• lymphoid neoplasm;
  • incidence;
  • latitude;
  • ultraviolet radiation

Given the uncertainty surrounding solar ultraviolet radiation (UVR) exposure and risk of lymphoid neoplasms, we performed an ecological analysis of national Australian data for incident cases diagnosed between 2002 and 2006. Subtype-specific incidence was examined by latitude band (<29°S, 29–36°S, ≥37°S), a proxy for ambient UVR exposure, using multiple Poisson regression, adjusted for sex, age-group and calendar year.
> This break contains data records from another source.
// (c) Copyright 2025 Mikołaj Kuranowski
// SPDX-License-Identifier: MIT

use super::arbitration::{RouteNetwork, WeightMap};
use super::code::PriorityCode;
use crate::way::Way;

/// Nominal riding speed assumed when a way's type has no entry in
/// [BikeProfile::nominal_speeds].
const DEFAULT_WAY_TYPE_SPEED: f64 = 15.0;

/// Selects which of the two scoring strategies a profile wires to the
/// priority entry point.
#[derive(Debug, Clone, Copy, PartialEq, Eq)]
pub enum Strategy {
    /// Road-type base priority scaled by highway class and motor-proximity
    /// factors. The default.
    Multiplicative,

    /// Weighted arbitration between independent tag-derived signals; the
    /// stored priority is the winning [PriorityCode]'s ordinal value.
    Arbitration,
}

/// An additional arbitration rule supplied by a profile, applied after the
/// base rule set in registration order.
pub type ExtraRule = fn(&Way, f64, &mut WeightMap);

/// Describes how way tags translate into cycling priorities.
///
/// Profiles are plain immutable data: built once, usually as a `const`, and
/// passed by reference into the scoring functions.
#[derive(Debug, Clone, Copy, PartialEq)]
pub struct BikeProfile<'a> {
    /// Human readable name of the profile, also the default subkey of its
    /// classification tag.
    pub name: &'a str,

    /// The scoring strategy wired to the priority entry point.
    pub strategy: Strategy,

    /// Highway types where the rider is expected to get off and push the
    /// bike.
    pub pushing_section_highways: &'a [&'a str],

    /// Highway types this profile prefers regardless of speed limits.
    pub prefer_highways: &'a [&'a str],

    /// Highway types this profile avoids, with the severity of the avoidance.
    pub avoid_highways: &'a [(&'a str, PriorityCode)],

    /// Priority granted for membership in a bicycle route relation,
    /// per network rank.
    pub route_map: &'a [(RouteNetwork, PriorityCode)],

    /// Nominal riding speed (km/h) per highway type, consumed by the
    /// scenic-compensation rule.
    pub nominal_speeds: &'a [(&'a str, f64)],

    /// Car speed limit (km/h) at which a road flips from unremarkable
    /// to avoided.
    pub avoid_speed_limit: f64,

    /// The profile-specific classification tag
    /// (e.g. `class:bicycle:touring`), consulted before the generic
    /// `class:bicycle`.
    pub class_key: &'a str,

    /// Additional arbitration rules, applied after the base rule set.
    pub extra_rules: &'a [ExtraRule],
}

impl<'a> BikeProfile<'a> {
    /// The priority granted for membership in a route relation of the given
    /// network rank.
    pub fn route_code(&self, network: RouteNetwork) -> Option<PriorityCode> {
        self.route_map
            .iter()
            .find_map(|&(n, code)| (n == network).then_some(code))
    }

    /// The avoidance severity of a highway type, if this profile avoids it.
    pub fn avoid_code(&self, highway: Option<&str>) -> Option<PriorityCode> {
        let highway = highway?;
        self.avoid_highways
            .iter()
            .find_map(|&(h, code)| (h == highway).then_some(code))
    }

    /// The nominal riding speed for the provided way's type.
    pub fn way_type_speed(&self, way: &Way) -> f64 {
        way.get_tag("highway")
            .and_then(|highway| {
                self.nominal_speeds
                    .iter()
                    .find_map(|&(h, speed)| (h == highway).then_some(speed))
            })
            .unwrap_or(DEFAULT_WAY_TYPE_SPEED)
    }
}

/// Routing profile for touring bikes: no highway class is preferred or
/// avoided outright, leaving the verdicts to infrastructure and speed rules.
pub const TOURING_PROFILE: BikeProfile = BikeProfile {
    name: "touring",
    strategy: Strategy::Multiplicative,
    pushing_section_highways: &[],
    prefer_highways: &[],
    avoid_highways: &[],
    route_map: &[
        (RouteNetwork::International, PriorityCode::Best),
        (RouteNetwork::National, PriorityCode::Best),
        (RouteNetwork::Regional, PriorityCode::VeryNice),
        (RouteNetwork::Local, PriorityCode::Prefer),
    ],
    nominal_speeds: &[
        ("motorway", 18.0),
        ("motorway_link", 18.0),
        ("trunk", 18.0),
        ("trunk_link", 18.0),
        ("primary", 18.0),
        ("primary_link", 18.0),
        ("secondary", 18.0),
        ("secondary_link", 18.0),
        ("tertiary", 18.0),
        ("tertiary_link", 18.0),
        ("unclassified", 16.0),
        ("residential", 18.0),
        ("living_street", 6.0),
        ("service", 14.0),
        ("road", 12.0),
        ("track", 12.0),
        ("cycleway", 18.0),
        ("path", 10.0),
        ("footway", 6.0),
        ("pedestrian", 6.0),
        ("bridleway", 6.0),
        ("steps", 2.0),
        ("platform", 4.0),
    ],
    avoid_speed_limit: 71.0,
    class_key: "class:bicycle:touring",
    extra_rules: &[],
};

/// Routing profile for racing bikes: prefers smooth through roads, avoids
/// motorways and primaries outright, and rates tracks by their surface grade.
pub const RACING_PROFILE: BikeProfile = BikeProfile {
    name: "roadcycling",
    strategy: Strategy::Multiplicative,
    pushing_section_highways: &["path"],
    prefer_highways: &[
        "road",
        "secondary",
        "secondary_link",
        "tertiary",
        "tertiary_link",
        "residential",
    ],
    avoid_highways: &[
        ("motorway", PriorityCode::Bad),
        ("motorway_link", PriorityCode::Bad),
        ("trunk", PriorityCode::Bad),
        ("trunk_link", PriorityCode::Bad),
        ("primary", PriorityCode::AvoidMore),
        ("primary_link", PriorityCode::AvoidMore),
    ],
    route_map: &[
        (RouteNetwork::International, PriorityCode::Best),
        (RouteNetwork::National, PriorityCode::Best),
        (RouteNetwork::Regional, PriorityCode::VeryNice),
        (RouteNetwork::Local, PriorityCode::Unchanged),
    ],
    nominal_speeds: &[
        ("motorway", 20.0),
        ("motorway_link", 20.0),
        ("trunk", 20.0),
        ("trunk_link", 20.0),
        ("primary", 20.0),
        ("primary_link", 20.0),
        ("secondary", 20.0),
        ("secondary_link", 20.0),
        ("tertiary", 20.0),
        ("tertiary_link", 20.0),
        ("unclassified", 16.0),
        ("residential", 16.0),
        ("living_street", 6.0),
        ("service", 12.0),
        ("road", 16.0),
        ("track", 2.0),
        ("cycleway", 20.0),
        ("path", 8.0),
        ("footway", 4.0),
        ("pedestrian", 4.0),
        ("bridleway", 4.0),
        ("steps", 2.0),
        ("platform", 4.0),
    ],
    avoid_speed_limit: 81.0,
    class_key: "class:bicycle:roadcycling",
    extra_rules: &[racing_road_rules],
};

/// Racing-specific arbitration rules: demote service and residential streets,
/// and rate tracks by their [tracktype](https://wiki.openstreetmap.org/wiki/Key:tracktype).
fn racing_road_rules(way: &Way, _way_type_speed: f64, map: &mut WeightMap) {
    match way.get_tag("highway") {
        Some("service") | Some("residential") => {
            map.insert(40, PriorityCode::SlightAvoid);
        }
        Some("track") => match way.get_tag("tracktype") {
            Some("grade1") => {
                map.insert(110, PriorityCode::Prefer);
            }
            None => {
                map.insert(110, PriorityCode::AvoidMore);
            }
            Some(grade) if grade.starts_with("grade") => {
                map.insert(110, PriorityCode::AvoidMore);
            }
            Some(_) => {}
        },
        _ => {}
    }
}

#[cfg(test)]
mod tests {
    use super::*;

    macro_rules! way {
        {$( $k:literal : $v:literal ),+} => {
            Way::from_tags(1, [ $( ($k, $v) ),+ ])
        };
    }

    #[test]
    fn route_codes() {
        assert_eq!(
            TOURING_PROFILE.route_code(RouteNetwork::National),
            Some(PriorityCode::Best),
        );
        assert_eq!(
            TOURING_PROFILE.route_code(RouteNetwork::Local),
            Some(PriorityCode::Prefer),
        );
        assert_eq!(
            RACING_PROFILE.route_code(RouteNetwork::Local),
            Some(PriorityCode::Unchanged),
        );
    }

    #[test]
    fn avoid_codes() {
        assert_eq!(TOURING_PROFILE.avoid_code(Some("motorway")), None);
        assert_eq!(
            RACING_PROFILE.avoid_code(Some("motorway")),
            Some(PriorityCode::Bad),
        );
        assert_eq!(
            RACING_PROFILE.avoid_code(Some("primary")),
            Some(PriorityCode::AvoidMore),
        );
        assert_eq!(RACING_PROFILE.avoid_code(Some("residential")), None);
        assert_eq!(RACING_PROFILE.avoid_code(None), None);
    }

    #[test]
    fn way_type_speeds() {
        assert_eq!(
            TOURING_PROFILE.way_type_speed(&way! {"highway": "residential"}),
            18.0,
        );
        assert_eq!(TOURING_PROFILE.way_type_speed(&way! {"highway": "steps"}), 2.0);
        // Unknown and missing highway types fall back to the default.
        assert_eq!(
            TOURING_PROFILE.way_type_speed(&way! {"highway": "elevator"}),
            DEFAULT_WAY_TYPE_SPEED,
        );
        assert_eq!(
            TOURING_PROFILE.way_type_speed(&way! {"route": "ferry"}),
            DEFAULT_WAY_TYPE_SPEED,
        );
    }
}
Incidence increased with distance from the equator for several mature B-cell non-Hodgkin lymphomas, including diffuse large B-cell [incidence rate ratio (IRR) = 1.37; 95% confidence interval (CI): 1.16–1.61 for latitude ≥37°S relative to <29°S], lymphoplasmacytic (IRR = 1.34; 95% CI: 1.12–1.61), mucosa-associated lymphoid tissue (IRR = 1.32; 95% CI: 0.97–1.80) and mantle cell lymphoma (IRR = 1.29; 95% CI: 1.05–1.58), as well as plasmacytoma (IRR = 1.52; 95% CI: 1.09–2.11) and plasma cell myeloma (IRR = 1.15; 95% CI: 1.03–1.27). A similar pattern was observed for several mature cutaneous T-cell neoplasms, including primary cutaneous anaplastic large cell lymphoma (IRR = 4.26; 95% CI: 1.85–9.84), mycosis fungoides/Sézary syndrome (IRR = 1.72; 95% CI: 1.20–2.46), and peripheral T-cell lymphoma not otherwise specified (NOS) (IRR = 1.53; 95% CI: 1.17–2.00). Incidence of mixed cellularity/lymphocyte-depleted (IRR = 1.60; 95% CI: 1.16–2.20) and nodular sclerosis Hodgkin lymphoma (IRR = 1.57; 95% CI: 1.33–1.85) also increased with distance from the equator. Many of these subtypes have a known association with infection or immune dysregulation. Our findings support a possible protective effect of UVR exposure on the risk of several lymphoid neoplasms, possibly through vitamin D-related immune modulation critical in lymphomagenesis.